MATCH (u:USER {steamid: $user_id})
MATCH (a:APP {appid: $game_id})
MERGE (u)-[:PURCHASED {timestamp: $timestamp}]->(a)
""", user_id=user_id, game_id=game_id, timestamp=timestamp)
Development and Testing
- Frequent schema changes
- Small dataset iterations
- Need for immediate feedback
Incremental Data Pipeline
- Daily/hourly updates to existing database
- Mixed inserts, updates, and deletes
- Maintaining referential integrity
Use Bulk CSV Import When:
Initial Database Population
# Example: Historical data migration
make pg_neo_bulk_import # Complete 50M record database in 6 minutes
Disaster Recovery
- Complete database reconstruction
- Data center migrations
- Performance baseline establishment
Data Warehouse Integration
- Periodic bulk updates (weekly/monthly)
- ETL pipeline integration
- Maximum throughput requirements
Advanced Optimisation Techniques
Parallel Processing Strategies
Transaction-Based Parallelisation:
# Parallel processing by entity type
import concurrent.futures
def parallel_import():
with concurrent.futures.ThreadPoolExecutor(max_workers=3) as executor:
futures = [
executor.submit(transfer_users),
executor.submit(transfer_games),
executor.submit(transfer_groups)
]
# Wait for all entity types to complete before relationships
concurrent.futures.wait(futures)
# Relationships must happen after nodes exist
transfer_relationships()
Bulk Import Parallelisation:
# CSV generation in parallel
pg_to_csv users.sql users.csv &
pg_to_csv games.sql games.csv &
pg_to_csv groups.sql groups.csv &
wait
# Neo4j admin import handles internal parallelisation
neo4j-admin database import full --threads=8
Conclusion: Import Strategy as Competitive Advantage
Data import strategy directly impacts machine learning iteration speed and system reliability. The wrong choice costs hours in each development cycle and creates operational fragility.
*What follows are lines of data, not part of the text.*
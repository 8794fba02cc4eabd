use chrono::{DateTime, Utc};
use serde::{Deserialize, Serialize};
use uuid::Uuid;

use crate::seat::SeatPos;

/// A time-bounded exclusive claim on one seat for one screening by one
/// holder. At most one active lock may exist per `(screening_id, seat)`.
#[derive(Debug, Clone, Serialize, Deserialize)]
pub struct SeatLock {
    pub screening_id: Uuid,
    pub seat: SeatPos,
    pub holder_id: Uuid,
    pub expires_at: DateTime<Utc>,
    pub created_at: DateTime<Utc>,
}

impl SeatLock {
    pub fn new(
        screening_id: Uuid,
        seat: SeatPos,
        holder_id: Uuid,
        expires_at: DateTime<Utc>,
        now: DateTime<Utc>,
    ) -> Self {
        Self {
            screening_id,
            seat,
            holder_id,
            expires_at,
            created_at: now,
        }
    }

    /// Active strictly before the deadline: a lock expiring at `T` is
    /// already released at `T`.
    pub fn is_active(&self, now: DateTime<Utc>) -> bool {
        now < self.expires_at
    }
}

#[cfg(test)]
mod tests {
    use super::*;
    use chrono::Duration;

    #[test]
    fn lock_is_inactive_exactly_at_expiry() {
        let now = Utc::now();
        let lock = SeatLock::new(
            Uuid::new_v4(),
            SeatPos::new(1, 1),
            Uuid::new_v4(),
            now + Duration::minutes(15),
            now,
        );
        let deadline = lock.expires_at;
        assert!(lock.is_active(deadline - Duration::milliseconds(1)));
        assert!(!lock.is_active(deadline));
        assert!(!lock.is_active(deadline + Duration::milliseconds(1)));
    }
}
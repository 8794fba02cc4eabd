use serde::Deserialize;
use std::env;
use uuid::Uuid;

use marquee_core::{RoomLayout, SeatPos};

#[derive(Debug, Deserialize, Clone)]
pub struct Config {
    pub server: ServerConfig,
    pub storage: StorageConfig,
    pub reservation: ReservationRules,
    #[serde(default)]
    pub screenings: Vec<ScreeningSeed>,
}

#[derive(Debug, Deserialize, Clone)]
pub struct ServerConfig {
    pub port: u16,
}

#[derive(Debug, Deserialize, Clone, Copy, PartialEq, Eq)]
#[serde(rename_all = "lowercase")]
pub enum StorageBackend {
    Memory,
    Redis,
    Postgres,
}

#[derive(Debug, Deserialize, Clone)]
pub struct StorageConfig {
    pub backend: StorageBackend,
    pub database_url: Option<String>,
    pub redis_url: Option<String>,
}

#[derive(Debug, Deserialize, Clone)]
pub struct ReservationRules {
    /// How long a raw seat lock lives before it lapses.
    pub lock_ttl_seconds: u64,
    /// How long a PENDING_PAYMENT order keeps its seats.
    pub order_window_seconds: u64,
    /// Background sweep cadence.
    pub sweep_interval_seconds: u64,
}

/// A screening seeded from configuration. The catalog proper lives in
/// another system; this engine only needs ids and room geometry.
#[derive(Debug, Deserialize, Clone)]
pub struct ScreeningSeed {
    pub id: Uuid,
    pub rows: i32,
    pub cols: i32,
    #[serde(default)]
    pub blocked: Vec<SeatPos>,
}

impl ScreeningSeed {
    pub fn layout(&self) -> RoomLayout {
        RoomLayout::with_blocked(self.rows, self.cols, self.blocked.clone())
    }
}

impl Config {
    pub fn load() -> Result<Self, config::ConfigError> {
        let run_mode = env::var("RUN_MODE").unwrap_or_else(|_| "development".into());

        let s = config::Config::builder()
            // Start off by merging in the "default" configuration file
            .add_source(config::File::with_name("config/default"))
            // Add in the current environment file
            // Default to 'development' env
            // Note that this file is _optional_
            .add_source(config::File::with_name(&format!("config/{}", run_mode)).required(false))
            // Add in a local configuration file
            // This file shouldn't be checked in to git
            .add_source(config::File::with_name("config/local").required(false))
            // Add in settings from the environment (with a prefix of MARQUEE)
            // Eg.. `MARQUEE__SERVER__PORT=9000` would set the server port
            .add_source(config::Environment::with_prefix("MARQUEE").separator("__"))
            .build()?;

        s.try_deserialize()
    }
}
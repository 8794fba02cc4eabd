use chrono::Utc;
use std::collections::HashMap;
use std::time::Duration;
use tokio::sync::broadcast;
use tokio::time::MissedTickBehavior;
use tracing::{debug, warn};
use uuid::Uuid;

use marquee_core::SeatPos;
use marquee_order::OrderController;
use marquee_reserve::LockManager;
use marquee_shared::{SeatUpdateEvent, SeatUpdateKind};

/// Background reclamation loop: physically deletes expired lock entries
/// and moves lapsed PENDING_PAYMENT orders to CANCELLED. Correctness never
/// depends on it; everything it touches is already logically expired.
/// Seats freed by either pass are announced on the update stream so
/// connected seat maps repaint without polling.
pub async fn run(
    locks: LockManager,
    orders: OrderController,
    sse_tx: broadcast::Sender<SeatUpdateEvent>,
    interval: Duration,
) {
    let mut ticker = tokio::time::interval(interval);
    ticker.set_missed_tick_behavior(MissedTickBehavior::Delay);

    loop {
        ticker.tick().await;
        sweep_once(&locks, &orders, &sse_tx).await;
    }
}

async fn sweep_once(
    locks: &LockManager,
    orders: &OrderController,
    sse_tx: &broadcast::Sender<SeatUpdateEvent>,
) {
    let now = Utc::now();

    match locks.sweep(now).await {
        Ok(swept) if swept.is_empty() => {}
        Ok(swept) => {
            debug!(removed = swept.len(), "swept expired seat locks");
            let mut freed: HashMap<Uuid, Vec<SeatPos>> = HashMap::new();
            for lock in swept {
                freed.entry(lock.screening_id).or_default().push(lock.seat);
            }
            for (screening_id, seats) in freed {
                let _ = sse_tx.send(SeatUpdateEvent::new(
                    screening_id,
                    seats,
                    SeatUpdateKind::Released,
                ));
            }
        }
        // Next tick retries; expired entries stay logically dead meanwhile.
        Err(e) => warn!("seat lock sweep failed: {}", e),
    }

    match orders.expire_pending(now).await {
        Ok(expired) if expired.is_empty() => {}
        Ok(expired) => {
            debug!(expired = expired.len(), "expired lapsed pending orders");
            for order in expired {
                let _ = sse_tx.send(SeatUpdateEvent::new(
                    order.screening_id,
                    order.seats,
                    SeatUpdateKind::Released,
                ));
            }
        }
        Err(e) => warn!("pending order expiry failed: {}", e),
    }
}
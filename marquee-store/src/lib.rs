pub mod app_config;
pub mod database;
pub mod directory;
pub mod pg_repo;
pub mod redis_repo;

pub use app_config::Config;
pub use database::DbClient;
pub use directory::StaticDirectory;
pub use pg_repo::{PgDirectory, PgLockTable, PgOrderStore};
pub use redis_repo::RedisLockTable;
pub mod controller;
pub mod models;
pub mod order_no;
pub mod store;

pub use controller::{CancelActor, OrderController, OrderError};
pub use models::{Order, OrderStatus};
pub use order_no::OrderNumberGenerator;
pub use store::{MemoryOrderStore, OrderStore, TransitionError};
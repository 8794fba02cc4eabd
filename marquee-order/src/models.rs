use chrono::{DateTime, Duration, Utc};
use serde::{Deserialize, Serialize};
use uuid::Uuid;

use marquee_core::SeatPos;

/// Order status in the lifecycle. Orders are never deleted; cancellation
/// and refund are terminal states, not removals.
#[derive(Debug, Clone, Copy, Serialize, Deserialize, PartialEq, Eq)]
#[serde(rename_all = "SCREAMING_SNAKE_CASE")]
pub enum OrderStatus {
    PendingPayment,
    Paid,
    Cancelled,
    Refunded,
    Completed,
}

impl OrderStatus {
    pub fn as_str(&self) -> &'static str {
        match self {
            OrderStatus::PendingPayment => "PENDING_PAYMENT",
            OrderStatus::Paid => "PAID",
            OrderStatus::Cancelled => "CANCELLED",
            OrderStatus::Refunded => "REFUNDED",
            OrderStatus::Completed => "COMPLETED",
        }
    }

    pub fn parse(s: &str) -> Option<Self> {
        match s {
            "PENDING_PAYMENT" => Some(OrderStatus::PendingPayment),
            "PAID" => Some(OrderStatus::Paid),
            "CANCELLED" => Some(OrderStatus::Cancelled),
            "REFUNDED" => Some(OrderStatus::Refunded),
            "COMPLETED" => Some(OrderStatus::Completed),
            _ => None,
        }
    }

    /// Whether an order in this status keeps its seats off the market:
    /// paid and completed orders are durable sales.
    pub fn is_sold(&self) -> bool {
        matches!(self, OrderStatus::Paid | OrderStatus::Completed)
    }
}

impl std::fmt::Display for OrderStatus {
    fn fmt(&self, f: &mut std::fmt::Formatter<'_>) -> std::fmt::Result {
        f.write_str(self.as_str())
    }
}

/// A ticket purchase for one screening. While PENDING_PAYMENT the seats
/// are held against the order's own absolute deadline, not the lock
/// table's sweep.
#[derive(Debug, Clone, Serialize, Deserialize)]
pub struct Order {
    pub id: Uuid,
    pub order_no: String,
    pub user_id: Uuid,
    pub screening_id: Uuid,
    pub seats: Vec<SeatPos>,
    pub status: OrderStatus,
    pub create_time: DateTime<Utc>,
    pub deadline: DateTime<Utc>,
    pub payment_time: Option<DateTime<Utc>>,
    pub cancel_time: Option<DateTime<Utc>>,
}

impl Order {
    pub fn new(
        order_no: String,
        user_id: Uuid,
        screening_id: Uuid,
        seats: Vec<SeatPos>,
        now: DateTime<Utc>,
        window: Duration,
    ) -> Self {
        Self {
            id: Uuid::new_v4(),
            order_no,
            user_id,
            screening_id,
            seats,
            status: OrderStatus::PendingPayment,
            create_time: now,
            deadline: now + window,
            payment_time: None,
            cancel_time: None,
        }
    }

    pub fn seat_count(&self) -> usize {
        self.seats.len()
    }

    /// Seat labels for display, e.g. ["A5", "A6"].
    pub fn seats_description(&self) -> Vec<String> {
        self.seats.iter().map(|s| s.label()).collect()
    }

    /// Past the reservation deadline. Meaningful only for PENDING_PAYMENT;
    /// the deadline is absolute so the answer is the same whenever asked.
    pub fn is_past_deadline(&self, now: DateTime<Utc>) -> bool {
        now >= self.deadline
    }
}
use async_trait::async_trait;
use chrono::{DateTime, Utc};
use std::collections::HashMap;
use std::sync::Mutex;
use uuid::Uuid;

use marquee_core::{SeatClaim, SeatClaimSource, StoreError};

use crate::models::{Order, OrderStatus};

#[derive(Debug, thiserror::Error)]
pub enum TransitionError {
    #[error("order not found")]
    NotFound,

    #[error("order status is {actual}, expected {expected}")]
    StateMismatch {
        expected: OrderStatus,
        actual: OrderStatus,
    },

    #[error("order storage failed: {0}")]
    Store(#[from] StoreError),
}

/// Order persistence. `transition` is the single compare-and-swap that
/// resolves races between payment and expiry: it commits the new status
/// only if the stored status still matches `expected`, and stamps
/// `payment_time` / `cancel_time` according to the target state.
#[async_trait]
pub trait OrderStore: Send + Sync {
    async fn insert(&self, order: &Order) -> Result<(), StoreError>;

    async fn get(&self, id: Uuid) -> Result<Option<Order>, StoreError>;

    async fn get_by_order_no(&self, order_no: &str) -> Result<Option<Order>, StoreError>;

    async fn list_for_user(&self, user_id: Uuid) -> Result<Vec<Order>, StoreError>;

    async fn transition(
        &self,
        id: Uuid,
        expected: OrderStatus,
        to: OrderStatus,
        at: DateTime<Utc>,
    ) -> Result<Order, TransitionError>;

    /// Ids of PENDING_PAYMENT orders whose deadline has passed.
    async fn expired_pending(&self, now: DateTime<Utc>) -> Result<Vec<Uuid>, StoreError>;
}

/// In-process order store. The mutex serializes `transition` so exactly
/// one of two racing state changes commits.
#[derive(Default)]
pub struct MemoryOrderStore {
    orders: Mutex<HashMap<Uuid, Order>>,
}

impl MemoryOrderStore {
    pub fn new() -> Self {
        Self::default()
    }
}

#[async_trait]
impl OrderStore for MemoryOrderStore {
    async fn insert(&self, order: &Order) -> Result<(), StoreError> {
        let mut orders = self.orders.lock().unwrap();
        orders.insert(order.id, order.clone());
        Ok(())
    }

    async fn get(&self, id: Uuid) -> Result<Option<Order>, StoreError> {
        let orders = self.orders.lock().unwrap();
        Ok(orders.get(&id).cloned())
    }

    async fn get_by_order_no(&self, order_no: &str) -> Result<Option<Order>, StoreError> {
        let orders = self.orders.lock().unwrap();
        Ok(orders.values().find(|o| o.order_no == order_no).cloned())
    }

    async fn list_for_user(&self, user_id: Uuid) -> Result<Vec<Order>, StoreError> {
        let orders = self.orders.lock().unwrap();
        let mut found: Vec<Order> = orders
            .values()
            .filter(|o| o.user_id == user_id)
            .cloned()
            .collect();
        found.sort_by(|a, b| b.create_time.cmp(&a.create_time));
        Ok(found)
    }

    async fn transition(
        &self,
        id: Uuid,
        expected: OrderStatus,
        to: OrderStatus,
        at: DateTime<Utc>,
    ) -> Result<Order, TransitionError> {
        let mut orders = self.orders.lock().unwrap();
        let order = orders.get_mut(&id).ok_or(TransitionError::NotFound)?;
        if order.status != expected {
            return Err(TransitionError::StateMismatch {
                expected,
                actual: order.status,
            });
        }
        order.status = to;
        match to {
            OrderStatus::Paid => order.payment_time = Some(at),
            OrderStatus::Cancelled => order.cancel_time = Some(at),
            _ => {}
        }
        Ok(order.clone())
    }

    async fn expired_pending(&self, now: DateTime<Utc>) -> Result<Vec<Uuid>, StoreError> {
        let orders = self.orders.lock().unwrap();
        Ok(orders
            .values()
            .filter(|o| o.status == OrderStatus::PendingPayment && o.is_past_deadline(now))
            .map(|o| o.id)
            .collect())
    }
}

#[async_trait]
impl SeatClaimSource for MemoryOrderStore {
    async fn claimed_seats(
        &self,
        screening_id: Uuid,
        now: DateTime<Utc>,
    ) -> Result<Vec<SeatClaim>, StoreError> {
        let orders = self.orders.lock().unwrap();
        let mut claims = Vec::new();
        for order in orders.values().filter(|o| o.screening_id == screening_id) {
            let sold = order.status.is_sold();
            let pending_hold =
                order.status == OrderStatus::PendingPayment && !order.is_past_deadline(now);
            if sold || pending_hold {
                for &seat in &order.seats {
                    claims.push(SeatClaim { seat, sold });
                }
            }
        }
        Ok(claims)
    }
}
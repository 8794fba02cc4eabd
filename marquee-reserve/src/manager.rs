use chrono::{DateTime, Duration, Utc};
use serde::Serialize;
use std::collections::{HashMap, HashSet};
use std::sync::Arc;
use tracing::{debug, warn};
use uuid::Uuid;

use marquee_core::{
    format_seats, InsertOutcome, RemoveOutcome, ScreeningDirectory, SeatClaimSource, SeatLock,
    SeatLockTable, SeatPos, SeatStatus, StoreError,
};

#[derive(Debug, thiserror::Error)]
pub enum LockError {
    #[error("screening not found: {0}")]
    UnknownScreening(Uuid),

    #[error("at least one seat must be requested")]
    EmptyRequest,

    #[error("request contains duplicate seats")]
    DuplicateSeats,

    #[error("invalid seats (outside the room grid or blocked): {}", format_seats(.0))]
    InvalidSeats(Vec<SeatPos>),

    #[error("seats already locked or sold: {}", format_seats(.0))]
    Conflict(Vec<SeatPos>),

    #[error("no active lock held for seats: {}", format_seats(.0))]
    NotHeld(Vec<SeatPos>),

    #[error("seats actively held by another customer: {}", format_seats(.0))]
    HeldByOther(Vec<SeatPos>),

    #[error("seat lock storage failed: {0}")]
    Store(#[from] StoreError),
}

/// Per-seat status grid for one screening, row-major.
#[derive(Debug, Clone, Serialize)]
pub struct SeatMap {
    pub rows: i32,
    pub cols: i32,
    pub grid: Vec<Vec<SeatStatus>>,
}

/// The sole conflict-resolution authority for seat holds. Acquisition is
/// all-or-nothing per request; the conflict error names exactly the seats
/// that could not be granted so callers can retry for the remainder.
#[derive(Clone)]
pub struct LockManager {
    table: Arc<dyn SeatLockTable>,
    claims: Arc<dyn SeatClaimSource>,
    directory: Arc<dyn ScreeningDirectory>,
    window: Duration,
}

impl LockManager {
    pub fn new(
        table: Arc<dyn SeatLockTable>,
        claims: Arc<dyn SeatClaimSource>,
        directory: Arc<dyn ScreeningDirectory>,
        window: Duration,
    ) -> Self {
        Self {
            table,
            claims,
            directory,
            window,
        }
    }

    /// Reservation window shared with order deadlines and the client
    /// countdown.
    pub fn window(&self) -> Duration {
        self.window
    }

    /// Acquires locks for every requested seat with a single shared expiry,
    /// or grants none. Seats the holder already has active locks on are
    /// refreshed rather than rejected.
    pub async fn lock_seats(
        &self,
        screening_id: Uuid,
        holder_id: Uuid,
        seats: &[SeatPos],
    ) -> Result<Vec<SeatLock>, LockError> {
        let layout = self
            .directory
            .room_layout(screening_id)
            .await?
            .ok_or(LockError::UnknownScreening(screening_id))?;
        validate_request(&layout, seats)?;

        let now = Utc::now();
        let expires_at = now + self.window;

        // Seats sold or held through a live order conflict before any
        // lock insert is attempted.
        let claimed: HashSet<SeatPos> = self
            .claims
            .claimed_seats(screening_id, now)
            .await?
            .into_iter()
            .map(|c| c.seat)
            .collect();
        let mut conflicts: Vec<SeatPos> =
            seats.iter().copied().filter(|s| claimed.contains(s)).collect();

        let mut created: Vec<SeatPos> = Vec::new();
        let mut refreshed: Vec<SeatPos> = Vec::new();
        let mut granted: Vec<SeatLock> = Vec::new();
        let mut storage_failure: Option<StoreError> = None;

        for seat in seats.iter().copied().filter(|s| !claimed.contains(s)) {
            let lock = SeatLock::new(screening_id, seat, holder_id, expires_at, now);
            match self.table.insert(lock.clone(), now).await {
                Ok(InsertOutcome::Created) => {
                    created.push(seat);
                    granted.push(lock);
                }
                Ok(InsertOutcome::Refreshed) => {
                    refreshed.push(seat);
                    granted.push(lock);
                }
                Ok(InsertOutcome::Conflict) => conflicts.push(seat),
                Err(e) => {
                    storage_failure = Some(e);
                    break;
                }
            }
        }

        // Order creation publishes its claim before it releases the raw
        // lock, so a grant that slipped through that release window must
        // observe the claim on a second read. Without it, a seat can be
        // locked and ordered twice.
        if storage_failure.is_none() && conflicts.is_empty() {
            match self.claims.claimed_seats(screening_id, now).await {
                Ok(claims) => {
                    let claimed: HashSet<SeatPos> =
                        claims.into_iter().map(|c| c.seat).collect();
                    conflicts.extend(seats.iter().copied().filter(|s| claimed.contains(s)));
                }
                Err(e) => storage_failure = Some(e),
            }
        }

        if storage_failure.is_some() || !conflicts.is_empty() {
            // All-or-nothing: undo the inserts made during this attempt.
            // Refreshed locks were the holder's own and stay in place.
            for seat in created {
                if let Err(e) = self.table.remove(screening_id, seat, holder_id, now).await {
                    warn!(
                        %screening_id, %holder_id, seat = %seat, error = %e,
                        "failed to roll back partial seat lock"
                    );
                }
            }
            if let Some(e) = storage_failure {
                return Err(LockError::Store(e));
            }
            conflicts.sort();
            return Err(LockError::Conflict(conflicts));
        }

        if !refreshed.is_empty() {
            // The table kept the original created_at on a refresh; read it
            // back so the grant reports the hold's true creation time.
            match self.table.query(screening_id, now).await {
                Ok(stored) => {
                    let created_at: HashMap<SeatPos, DateTime<Utc>> = stored
                        .into_iter()
                        .filter(|l| l.holder_id == holder_id)
                        .map(|l| (l.seat, l.created_at))
                        .collect();
                    for lock in granted.iter_mut() {
                        if let Some(&at) = created_at.get(&lock.seat) {
                            lock.created_at = at;
                        }
                    }
                }
                Err(e) => warn!(
                    %screening_id, %holder_id, error = %e,
                    "failed to read back refreshed lock creation times"
                ),
            }
        }

        debug!(%screening_id, %holder_id, count = granted.len(), "seat locks granted");
        Ok(granted)
    }

    /// Releases the caller's locks. Absent or already-expired locks are
    /// idempotent successes; seats actively held by someone else are refused.
    pub async fn unlock_seats(
        &self,
        screening_id: Uuid,
        holder_id: Uuid,
        seats: &[SeatPos],
    ) -> Result<(), LockError> {
        let now = Utc::now();
        let mut refused = Vec::new();
        for &seat in seats {
            match self.table.remove(screening_id, seat, holder_id, now).await? {
                RemoveOutcome::Removed | RemoveOutcome::NotHeld => {}
                RemoveOutcome::HeldByOther => refused.push(seat),
            }
        }
        if refused.is_empty() {
            Ok(())
        } else {
            refused.sort();
            Err(LockError::HeldByOther(refused))
        }
    }

    /// Confirms every seat carries an active lock owned by `holder_id`,
    /// returning the locks. Order creation calls this before committing.
    pub async fn verify_held(
        &self,
        screening_id: Uuid,
        holder_id: Uuid,
        seats: &[SeatPos],
    ) -> Result<Vec<SeatLock>, LockError> {
        let now = Utc::now();
        let held: HashMap<SeatPos, SeatLock> = self
            .table
            .query(screening_id, now)
            .await?
            .into_iter()
            .filter(|l| l.holder_id == holder_id)
            .map(|l| (l.seat, l))
            .collect();

        let mut missing = Vec::new();
        let mut locks = Vec::new();
        for &seat in seats {
            match held.get(&seat) {
                Some(lock) => locks.push(lock.clone()),
                None => missing.push(seat),
            }
        }
        if missing.is_empty() {
            Ok(locks)
        } else {
            missing.sort();
            Err(LockError::NotHeld(missing))
        }
    }

    /// Physically reclaims expired lock entries, returning the locks that
    /// were removed. Expiry itself is lazy; this only frees storage.
    pub async fn sweep(&self, now: DateTime<Utc>) -> Result<Vec<SeatLock>, LockError> {
        Ok(self.table.sweep(now).await?)
    }

    /// Full per-seat status grid for a screening.
    /// Precedence mirrors the storefront seat picker: sold > locked >
    /// blocked > available.
    pub async fn seat_map(&self, screening_id: Uuid) -> Result<SeatMap, LockError> {
        let layout = self
            .directory
            .room_layout(screening_id)
            .await?
            .ok_or(LockError::UnknownScreening(screening_id))?;
        let now = Utc::now();

        let mut sold: HashSet<SeatPos> = HashSet::new();
        let mut held: HashSet<SeatPos> = HashSet::new();
        for claim in self.claims.claimed_seats(screening_id, now).await? {
            if claim.sold {
                sold.insert(claim.seat);
            } else {
                held.insert(claim.seat);
            }
        }
        for lock in self.table.query(screening_id, now).await? {
            held.insert(lock.seat);
        }

        let mut grid = Vec::with_capacity(layout.rows as usize);
        for row in 1..=layout.rows {
            let mut row_seats = Vec::with_capacity(layout.cols as usize);
            for col in 1..=layout.cols {
                let seat = SeatPos::new(row, col);
                let status = if sold.contains(&seat) {
                    SeatStatus::Sold
                } else if held.contains(&seat) {
                    SeatStatus::Locked
                } else if layout.is_blocked(seat) {
                    SeatStatus::Unavailable
                } else {
                    SeatStatus::Available
                };
                row_seats.push(status);
            }
            grid.push(row_seats);
        }

        Ok(SeatMap {
            rows: layout.rows,
            cols: layout.cols,
            grid,
        })
    }
}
Our Neo4j implementation demonstrates that production systems need both approaches:
Transaction-Based Import enables:
- Live system operation during updates
- Granular error recovery and monitoring
- Development iteration speed
- Incremental pipeline integration
Bulk CSV Import enables:
- Maximum throughput for historical data
- Disaster recovery capabilities
- Data warehouse integration
- Performance baseline establishment
The strategic insight: import strategy is feature engineering infrastructure. Fast, reliable data loading enables rapid algorithm experimentation and production ML iteration.
Your data import pipeline becomes your competitive advantage—not just moving data, but enabling the speed of machine learning innovation.
Choose the right approach for each scenario, implement both patterns, and monitor performance religiously. The payoff is measured in deployed models, not just loaded records.